What the exercise asks - Locate the line that contains "use std::time::Instant;". Print it and every subsequent line through the final line of the records, exactly and only those.

Stored data -
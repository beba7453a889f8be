//! # Sync Operations
//!
//! One push per entity kind, plus the single-entity and bulk drivers that
//! wrap them with Sync Log bookkeeping.
//!
//! ## Push Shape
//! ```text
//! ┌─────────────────────────────────────────────────────────────────────────┐
//! │  1. Load local record             missing → NotFound (no mapping write) │
//! │  2. Check preconditions           customer/invoice mapping settled?     │
//! │  3. Translate                     tally_core::translator                │
//! │  4. Mapping has remote id?        yes → PUT        no → POST            │
//! │  5. Write mapping                 ok → synced      err → failed         │
//! │                                   (remote id kept on failure)           │
//! └─────────────────────────────────────────────────────────────────────────┘
//! ```
//!
//! ## Precondition Chain
//! ```text
//!   Customer ──► Invoice ──► Payment
//!                   │
//!                   └──────► Refund (via payment → order)
//!   Product (independent)
//! ```
//!
//! ## Logging
//! - `sync_one`: one Sync Log entry, error surfaced to the caller
//! - `sync_many`: one Sync Log entry for the whole batch, fail-soft
//!
//! Database errors are never swallowed: they abort the batch.

use std::time::Instant;
use tracing::{debug, info, warn};

use tally_core::translator::{
    self, authorize_transition, settles_in_full, InvoiceDraft, RemoteInvoiceStatus,
};
use tally_core::{
    CatalogItem, Customer, EntityKind, EntityMapping, InvoiceStatus, ItemError, MappingKind,
    MappingStatus, MappingUpdate, NewSyncLogEntry, Order, RemoteRef, SyncDetails, SyncLogEntry,
    SyncLogStatus, SyncOperation, TriggerSource,
};
use tally_db::Database;

use crate::context::TenantAccountingContext;
use crate::error::{SyncError, SyncResult};

// =============================================================================
// Outcomes
// =============================================================================

/// What a successful push did remotely.
#[derive(Debug, Clone, Copy, PartialEq, Eq)]
pub enum PushAction {
    /// A new remote record was created.
    Created,
    /// An existing remote record was updated.
    Updated,
    /// Nothing to send (invoice already paid).
    Unchanged,
}

/// Result of one successful push.
#[derive(Debug, Clone, PartialEq, Eq)]
pub struct PushOutcome {
    pub local_id: String,
    pub remote_id: i64,
    pub action: PushAction,
}

/// Result of a bulk run over one entity kind.
#[derive(Debug, Clone)]
pub struct BatchSummary {
    pub kind: EntityKind,
    pub status: SyncLogStatus,
    pub processed: u32,
    pub failed: u32,
    pub errors: Vec<ItemError>,
    /// The Sync Log entry written for this batch.
    pub log_id: String,
}

// =============================================================================
// Sync Engine
// =============================================================================

/// Runs push operations against one database.
#[derive(Debug, Clone)]
pub struct SyncEngine {
    db: Database,
}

Exercise solution -
use std::time::Instant;
use tracing::{debug, info, warn};

use tally_core::translator::{
    self, authorize_transition, settles_in_full, InvoiceDraft, RemoteInvoiceStatus,
};
use tally_core::{
    CatalogItem, Customer, EntityKind, EntityMapping, InvoiceStatus, ItemError, MappingKind,
    MappingStatus, MappingUpdate, NewSyncLogEntry, Order, RemoteRef, SyncDetails, SyncLogEntry,
    SyncLogStatus, SyncOperation, TriggerSource,
};
use tally_db::Database;

use crate::context::TenantAccountingContext;
use crate::error::{SyncError, SyncResult};

// =============================================================================
// Outcomes
// =============================================================================

/// What a successful push did remotely.
#[derive(Debug, Clone, Copy, PartialEq, Eq)]
pub enum PushAction {
    /// A new remote record was created.
    Created,
    /// An existing remote record was updated.
    Updated,
    /// Nothing to send (invoice already paid).
    Unchanged,
}

/// Result of one successful push.
#[derive(Debug, Clone, PartialEq, Eq)]
pub struct PushOutcome {
    pub local_id: String,
    pub remote_id: i64,
    pub action: PushAction,
}

/// Result of a bulk run over one entity kind.
#[derive(Debug, Clone)]
pub struct BatchSummary {
    pub kind: EntityKind,
    pub status: SyncLogStatus,
    pub processed: u32,
    pub failed: u32,
    pub errors: Vec<ItemError>,
    /// The Sync Log entry written for this batch.
    pub log_id: String,
}

// =============================================================================
// Sync Engine
// =============================================================================

/// Runs push operations against one database.
#[derive(Debug, Clone)]
pub struct SyncEngine {
    db: Database,
}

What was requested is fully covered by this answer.